● Provided material
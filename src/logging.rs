// ==========================================
// 日志系统初始化
// ==========================================
// 使用 tracing 和 tracing-subscriber
// 支持环境变量配置日志级别与输出格式
// ==========================================

use tracing_subscriber::{fmt, EnvFilter};

/// 输出格式环境变量 (text | json)
pub const LOG_FORMAT_ENV: &str = "WAREHOUSE_QC_LOG_FORMAT";

/// 初始化日志系统
///
/// # 环境变量
/// - RUST_LOG: 日志级别过滤器（默认: info）
///   例如: RUST_LOG=debug 或 RUST_LOG=warehouse_qc=trace
/// - WAREHOUSE_QC_LOG_FORMAT: json 时输出结构化 JSON 行
///
/// # 示例
/// ```no_run
/// use warehouse_qc::logging;
/// logging::init();
/// ```
pub fn init() {
    // 从环境变量读取日志级别，默认为 info
    let filter = EnvFilter::try_from_default_env()
        .unwrap_or_else(|_| EnvFilter::new("info"));

    let json = std::env::var(LOG_FORMAT_ENV)
        .map(|v| v.eq_ignore_ascii_case("json"))
        .unwrap_or(false);

    // 日志写到 stderr，stdout 留给命令输出
    let builder = fmt()
        .with_env_filter(filter)
        .with_writer(std::io::stderr)
        .with_target(true)
        .with_thread_ids(false)
        .with_line_number(true);

    if json {
        builder.json().init();
    } else {
        builder.init();
    }
}

/// 初始化测试环境的日志系统
///
/// 使用更详细的日志级别，便于调试
pub fn init_test() {
    let _ = fmt()
        .with_env_filter(EnvFilter::new("debug"))
        .with_test_writer()
        .try_init();
}
impl InventoryRepository for InMemoryStores {
    fn insert(&self, record: &InventoryRecord) -> RepositoryResult<()> {
        let mut state = self.state.borrow_mut();
        if state.inventory.contains_key(&record.inventory_id) {
            return Err(RepositoryError::UniqueConstraintViolation(format!(
                "inventory_record.inventory_id={}",
                record.inventory_id
            )));
        }
        state
            .inventory
            .insert(record.inventory_id.clone(), record.clone());
        Ok(())
    }

    fn find_by_allocation(&self, allocation_id: &str) -> RepositoryResult<Vec<InventoryRecord>> {
        let state = self.state.borrow();
        let mut records: Vec<InventoryRecord> = state
            .inventory
            .values()
            .filter(|r| r.allocation_id.as_deref() == Some(allocation_id))
            .cloned()
            .collect();
        records.sort_by(|a, b| {
            a.created_at
                .cmp(&b.created_at)
                .then_with(|| a.inventory_id.cmp(&b.inventory_id))
        });
        Ok(records)
    }

    fn update(&self, record: &InventoryRecord) -> RepositoryResult<()> {
        let mut state = self.state.borrow_mut();
        let stored = state
            .inventory
            .get_mut(&record.inventory_id)
            .ok_or_else(|| RepositoryError::not_found("InventoryRecord", &record.inventory_id))?;
        stored.cell_id = record.cell_id.clone();
        stored.quantity = record.quantity;
        stored.packages = record.packages;
        stored.weight_kg = record.weight_kg;
        stored.volume_m3 = record.volume_m3;
        stored.quality_status = record.quality_status;
        stored.operational_status = record.operational_status;
        stored.updated_by = record.updated_by.clone();
        stored.updated_at = record.updated_at;
        Ok(())
    }

    fn totals_by_cell(&self, cell_id: &str) -> RepositoryResult<Quantities> {
        let state = self.state.borrow();
        Ok(state
            .inventory
            .values()
            .filter(|r| r.cell_id == cell_id)
            .fold(Quantities::default(), |acc, r| acc.plus(&r.quantities())))
    }

    fn count_orphans(&self, warehouse_id: Option<&str>) -> RepositoryResult<i64> {
        let state = self.state.borrow();
        let count = state
            .inventory
            .values()
            .filter(|r| {
                warehouse_id.map_or(true, |w| {
                    state
                        .cells
                        .get(&r.cell_id)
                        .map_or(false, |c| c.warehouse_id == w)
                })
            })
            .filter(|r| match &r.allocation_id {
                None => true,
                Some(id) => !state.allocations.contains_key(id),
            })
            .count();
        Ok(count as i64)
    }

    fn list_available_for_departure(
        &self,
        warehouse_id: Option<&str>,
    ) -> RepositoryResult<Vec<InventoryRecord>> {
        let mut records: Vec<InventoryRecord> = {
            let state = self.state.borrow();
            state
                .inventory
                .values()
                .filter(|r| {
                    r.quality_status == QualityStatus::Aprobado
                        && r.operational_status == OperationalStatus::Available
                        && r.quantity > 0.0
                })
                .filter(|r| state.intake_lines.contains_key(&r.intake_line_id))
                .cloned()
                .collect()
        };
        if let Some(w) = warehouse_id {
            records.retain(|r| self.cell_warehouse(&r.cell_id).as_deref() == Some(w));
        }

        let state = self.state.borrow();
        let expiry = |r: &InventoryRecord| {
            state
                .intake_lines
                .get(&r.intake_line_id)
                .and_then(|l| l.expiry_date)
        };
        // 有效期为空排最后
        records.sort_by(|a, b| {
            let (ea, eb) = (expiry(a), expiry(b));
            ea.is_none()
                .cmp(&eb.is_none())
                .then_with(|| ea.cmp(&eb))
                .then_with(|| a.created_at.cmp(&b.created_at))
                .then_with(|| a.inventory_id.cmp(&b.inventory_id))
        });
        Ok(records)
    }
}

impl TransitionRepository for InMemoryStores {
    fn insert(&self, transition: &Transition) -> RepositoryResult<()> {
        self.state.borrow_mut().transitions.push(transition.clone());
        Ok(())
    }

    fn list_by_allocation(&self, allocation_id: &str) -> RepositoryResult<Vec<Transition>> {
        Ok(self
            .state
            .borrow()
            .transitions
            .iter()
            .filter(|t| t.allocation_id == allocation_id)
            .cloned()
            .collect())
    }
}
// ==========================================
// 仓储质检核心 - 引擎层错误类型
// ==========================================
// 分类: 校验 / 未找到 / 状态 / 冲突 / 仓储
// ==========================================

use crate::repository::error::RepositoryError;
use thiserror::Error;

/// 引擎层错误类型
#[derive(Error, Debug)]
pub enum EngineError {
    #[error("校验失败: {0}")]
    Validation(String),

    #[error("记录未找到: {entity} with id={id}")]
    NotFound { entity: String, id: String },

    #[error("状态不允许: {0}")]
    InvalidState(String),

    #[error("并发冲突: {entity} id={id}, expected_revision={expected}, actual_revision={actual}")]
    Conflict {
        entity: String,
        id: String,
        expected: i32,
        actual: i32,
    },

    #[error(transparent)]
    Repository(RepositoryError),
}

impl EngineError {
    pub fn not_found(entity: &str, id: &str) -> Self {
        EngineError::NotFound {
            entity: entity.to_string(),
            id: id.to_string(),
        }
    }
}

// 乐观锁/未找到提升为业务错误，其余保持仓储错误
impl From<RepositoryError> for EngineError {
    fn from(err: RepositoryError) -> Self {
        match err {
            RepositoryError::OptimisticLockFailure {
                entity,
                id,
                expected,
                actual,
            } => EngineError::Conflict {
                entity,
                id,
                expected,
                actual,
            },
            RepositoryError::NotFound { entity, id } => EngineError::NotFound { entity, id },
            other => EngineError::Repository(other),
        }
    }
}

pub type EngineResult<T> = Result<T, EngineError>;
// ==========================================
// 仓储质检核心 - 命令行入口
// ==========================================
// 用法:
//   warehouse-qc [--db PATH] audit [--warehouse ID] [--fix]
//   warehouse-qc [--db PATH] departures [--warehouse ID]
// 数据库路径: --db > WAREHOUSE_QC_DB > 用户数据目录
// 输出: stdout 为 JSON，日志走 stderr
// ==========================================

use anyhow::{anyhow, bail, Context, Result};
use std::path::PathBuf;
use warehouse_qc::config::ConfigScope;
use warehouse_qc::{logging, AuditScope, WarehouseApi, APP_NAME, DB_PATH_ENV, VERSION};

#[derive(Debug)]
enum Command {
    Audit { warehouse: Option<String>, fix: bool },
    Departures { warehouse: Option<String> },
}

#[derive(Debug)]
struct CliArgs {
    db_path: Option<String>,
    command: Command,
}

fn usage() -> String {
    format!(
        "{} {}\n\n用法:\n  warehouse-qc [--db PATH] audit [--warehouse ID] [--fix]\n  warehouse-qc [--db PATH] departures [--warehouse ID]",
        APP_NAME, VERSION
    )
}

fn parse_args(args: impl IntoIterator<Item = String>) -> Result<CliArgs> {
    let mut db_path = None;
    let mut warehouse = None;
    let mut fix = false;
    let mut command_name: Option<String> = None;

    let mut args = args.into_iter();
    while let Some(arg) = args.next() {
        match arg.as_str() {
            "--db" => db_path = Some(args.next().ok_or_else(|| anyhow!("--db 缺少路径参数"))?),
            "--warehouse" => {
                warehouse = Some(args.next().ok_or_else(|| anyhow!("--warehouse 缺少仓库ID"))?)
            }
            "--fix" => fix = true,
            "-h" | "--help" => bail!(usage()),
            other if other.starts_with("--") => bail!("未知参数: {}\n\n{}", other, usage()),
            other => {
                if command_name.is_some() {
                    bail!("多余的参数: {}\n\n{}", other, usage());
                }
                command_name = Some(other.to_string());
            }
        }
    }

    let command = match command_name.as_deref() {
        Some("audit") => Command::Audit { warehouse, fix },
        Some("departures") => {
            if fix {
                bail!("departures 不支持 --fix");
            }
            Command::Departures { warehouse }
        }
        Some(other) => bail!("未知命令: {}\n\n{}", other, usage()),
        None => bail!(usage()),
    };

    Ok(CliArgs { db_path, command })
}

/// 数据库路径: 参数 > 环境变量 > 用户数据目录
fn resolve_db_path(cli: Option<String>) -> String {
    if let Some(path) = cli.map(|p| p.trim().to_string()).filter(|p| !p.is_empty()) {
        return path;
    }

    if let Ok(path) = std::env::var(DB_PATH_ENV) {
        let trimmed = path.trim();
        if !trimmed.is_empty() {
            return trimmed.to_string();
        }
    }

    let mut path = PathBuf::from("./warehouse_qc.db");
    if let Some(data_dir) = dirs::data_dir() {
        let dir = data_dir.join("warehouse-qc");
        if std::fs::create_dir_all(&dir).is_ok() {
            path = dir.join("warehouse_qc.db");
        }
    }
    path.to_string_lossy().to_string()
}

fn main() -> Result<()> {
    logging::init();

    let args = parse_args(std::env::args().skip(1))?;
    let db_path = resolve_db_path(args.db_path);
    tracing::info!(db_path = %db_path, "使用数据库");

    let output = match args.command {
        Command::Audit { warehouse, fix } => {
            let (scope, config_scope) = match warehouse {
                Some(id) => (AuditScope::Warehouse(id.clone()), ConfigScope::warehouse(&id)),
                None => (AuditScope::All, ConfigScope::Global),
            };
            let api = WarehouseApi::open_scoped(&db_path, &config_scope)
                .with_context(|| format!("无法打开数据库: {}", db_path))?;
            let report = api.audit(scope, fix)?;
            serde_json::to_string_pretty(&report)?
        }
        Command::Departures { warehouse } => {
            let api = WarehouseApi::open(&db_path)
                .with_context(|| format!("无法打开数据库: {}", db_path))?;
            let records = api.available_for_departure(warehouse.as_deref())?;
            serde_json::to_string_pretty(&records)?
        }
    };

    println!("{}", output);
    Ok(())
}

#[cfg(test)]
mod tests {
    use super::*;

    fn args(list: &[&str]) -> Vec<String> {
        list.iter().map(|s| s.to_string()).collect()
    }

    #[test]
    fn test_parse_audit_with_fix() {
        let parsed = parse_args(args(&["--db", "x.db", "audit", "--warehouse", "WH1", "--fix"])).unwrap();
        assert_eq!(parsed.db_path.as_deref(), Some("x.db"));
        match parsed.command {
            Command::Audit { warehouse, fix } => {
                assert_eq!(warehouse.as_deref(), Some("WH1"));
                assert!(fix);
            }
            other => panic!("unexpected command: {:?}", other),
        }
    }

    #[test]
    fn test_parse_rejects_unknown() {
        assert!(parse_args(args(&["ship"])).is_err());
        assert!(parse_args(args(&["departures", "--fix"])).is_err());
        assert!(parse_args(args(&[])).is_err());
    }

    #[test]
    fn test_cli_path_wins() {
        assert_eq!(resolve_db_path(Some("a.db".to_string())), "a.db");
    }
}
// ==========================================
// 引擎单元测试夹具
// ==========================================

use crate::domain::cell::StorageCell;
use crate::domain::intake::IntakeLine;
use crate::domain::types::{CellRole, CellStatus, ReviewState};
use crate::repository::in_memory::{InMemoryUnitOfWork, WarehouseState};
use chrono::Utc;

pub const WAREHOUSE: &str = "WH1";

pub fn approved_line(id: &str, quantity: f64, packages: i64, weight_kg: f64) -> IntakeLine {
    IntakeLine {
        intake_line_id: id.to_string(),
        warehouse_id: WAREHOUSE.to_string(),
        product_code: format!("P-{}", id),
        quantity,
        packages,
        weight_kg,
        volume_m3: 0.0,
        review_state: ReviewState::Approved,
        expiry_date: None,
        created_at: Utc::now().naive_utc(),
    }
}

pub fn cell(id: &str, role: CellRole) -> StorageCell {
    StorageCell {
        cell_id: id.to_string(),
        warehouse_id: WAREHOUSE.to_string(),
        code: id.to_string(),
        role,
        status: CellStatus::Available,
        max_packages: None,
        max_weight_kg: None,
        max_volume_m3: None,
        current_packages: 0,
        current_weight_kg: 0.0,
        current_volume_m3: 0.0,
    }
}

pub fn seeded(lines: Vec<IntakeLine>, cells: Vec<StorageCell>) -> InMemoryUnitOfWork {
    let mut state = WarehouseState::default();
    for line in lines {
        state.intake_lines.insert(line.intake_line_id.clone(), line);
    }
    for c in cells {
        state.cells.insert(c.cell_id.clone(), c);
    }
    InMemoryUnitOfWork::with_state(state)
}
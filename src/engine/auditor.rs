// ==========================================
// 仓储质检核心 - 一致性审计引擎
// ==========================================
// 检查项:
// - HIGH   LOT_OVER_ALLOCATED           入库行被超额分配
// - MEDIUM INVENTORY_EXCEEDS_ALLOCATION 库存记录超出所属分配
// - LOW    CELL_AGGREGATE_DRIFT         库位计数与库存汇总漂移（可自动修复）
// - MEDIUM ORPHAN_INVENTORY             无所属分配的库存记录（只计数）
// - MEDIUM CELL_OVER_CAPACITY           库位占用超出声明容量（只报告）
// 红线: 只有 LOW 漂移会被修改，且只在 auto_fix 时
// 分页: 每页一个短事务，页大小 audit.batch_size
// ==========================================

use crate::config::WarehouseRules;
use crate::domain::audit::{AuditAction, AuditRecord, MovementLogEntry};
use crate::domain::cell::{CellLoad, StorageCell};
use crate::domain::types::{MovementKind, Severity};
use crate::engine::audit_trail::{record_best_effort, AuditEvent};
use crate::engine::cell_ledger::CellLedger;
use crate::engine::error::{EngineError, EngineResult};
use crate::engine::ratio::RatioBand;
use crate::repository::unit_of_work::{UnitOfWork, WarehouseStores};
use chrono::{NaiveDateTime, Utc};
use serde::{Deserialize, Serialize};
use serde_json::{json, Value as JsonValue};
use std::fmt;
use tracing::{debug, info, instrument};

const AUDITOR_ACTOR: &str = "consistency-auditor";

// ==========================================
// 审计范围
// ==========================================
#[derive(Debug, Clone, PartialEq, Eq, Serialize, Deserialize)]
pub enum AuditScope {
    All,
    Warehouse(String),
}

impl AuditScope {
    pub fn warehouse_id(&self) -> Option<&str> {
        match self {
            AuditScope::All => None,
            AuditScope::Warehouse(id) => Some(id.as_str()),
        }
    }
}

// ==========================================
// 问题类型
// ==========================================
#[derive(Debug, Clone, Copy, PartialEq, Eq, Hash, Serialize, Deserialize)]
#[serde(rename_all = "SCREAMING_SNAKE_CASE")]
pub enum IssueCode {
    LotOverAllocated,
    InventoryExceedsAllocation,
    CellAggregateDrift,
    OrphanInventory,
    CellOverCapacity,
}

impl IssueCode {
    pub fn as_str(&self) -> &'static str {
        match self {
            IssueCode::LotOverAllocated => "LOT_OVER_ALLOCATED",
            IssueCode::InventoryExceedsAllocation => "INVENTORY_EXCEEDS_ALLOCATION",
            IssueCode::CellAggregateDrift => "CELL_AGGREGATE_DRIFT",
            IssueCode::OrphanInventory => "ORPHAN_INVENTORY",
            IssueCode::CellOverCapacity => "CELL_OVER_CAPACITY",
        }
    }

    pub fn severity(&self) -> Severity {
        match self {
            IssueCode::LotOverAllocated => Severity::High,
            IssueCode::CellAggregateDrift => Severity::Low,
            IssueCode::InventoryExceedsAllocation
            | IssueCode::OrphanInventory
            | IssueCode::CellOverCapacity => Severity::Medium,
        }
    }
}

impl fmt::Display for IssueCode {
    fn fmt(&self, f: &mut fmt::Formatter<'_>) -> fmt::Result {
        f.write_str(self.as_str())
    }
}

/// 审计发现的问题
#[derive(Debug, Clone, Serialize, Deserialize)]
pub struct AuditIssue {
    pub code: IssueCode,
    pub severity: Severity,
    pub entity_type: String,
    pub entity_id: Option<String>,
    pub message: String,
    pub details: JsonValue,
    pub auto_fixable: bool,
}

impl AuditIssue {
    fn new(code: IssueCode, entity_type: &str, entity_id: Option<&str>, message: String, details: JsonValue) -> Self {
        Self {
            code,
            severity: code.severity(),
            entity_type: entity_type.to_string(),
            entity_id: entity_id.map(str::to_string),
            message,
            details,
            auto_fixable: code == IssueCode::CellAggregateDrift,
        }
    }
}

/// 自动修复记录 (旧值 -> 新值)
#[derive(Debug, Clone, Serialize, Deserialize)]
pub struct AuditFix {
    pub cell_id: String,
    pub old_packages: i64,
    pub new_packages: i64,
    pub old_weight_kg: f64,
    pub new_weight_kg: f64,
    pub applied_at: NaiveDateTime,
}

/// 扫描统计
#[derive(Debug, Clone, Default, Serialize, Deserialize)]
pub struct AuditStats {
    pub lots_scanned: usize,
    pub allocations_scanned: usize,
    pub cells_scanned: usize,
    pub pages: usize,
    pub orphan_inventory: i64,
    pub high: usize,
    pub medium: usize,
    pub low: usize,
    pub fixes_applied: usize,
}

/// 审计报告
#[derive(Debug, Clone, Serialize)]
pub struct AuditReport {
    pub scope: AuditScope,
    pub auto_fix: bool,
    pub issues: Vec<AuditIssue>,
    pub fixes: Vec<AuditFix>,
    pub stats: AuditStats,
    pub started_at: NaiveDateTime,
    pub finished_at: NaiveDateTime,
    #[serde(skip)]
    pub events: Vec<AuditEvent>,
}

impl AuditReport {
    pub fn issues_with(&self, code: IssueCode) -> impl Iterator<Item = &AuditIssue> {
        self.issues.iter().filter(move |i| i.code == code)
    }

    pub fn max_severity(&self) -> Option<Severity> {
        self.issues.iter().map(|i| i.severity).max()
    }
}

// 单页库位扫描结果
struct CellPage {
    last_id: Option<String>,
    scanned: usize,
    issues: Vec<AuditIssue>,
    fixes: Vec<AuditFix>,
    events: Vec<AuditEvent>,
}

// ==========================================
// ConsistencyAuditor
// ==========================================
pub struct ConsistencyAuditor {
    rules: WarehouseRules,
}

● Action item
Exactly as they appear, please write out the lines from the opening of the listing above down to the line containing "pub const LOG_FORMAT_ENV: &str", with both end lines included.

● Output for this exercise
filename src/logging.rs
// ==========================================
// 日志系统初始化
// ==========================================
// 使用 tracing 和 tracing-subscriber
// 支持环境变量配置日志级别与输出格式
// ==========================================

use tracing_subscriber::{fmt, EnvFilter};

/// 输出格式环境变量 (text | json)
pub const LOG_FORMAT_ENV: &str = "WAREHOUSE_QC_LOG_FORMAT";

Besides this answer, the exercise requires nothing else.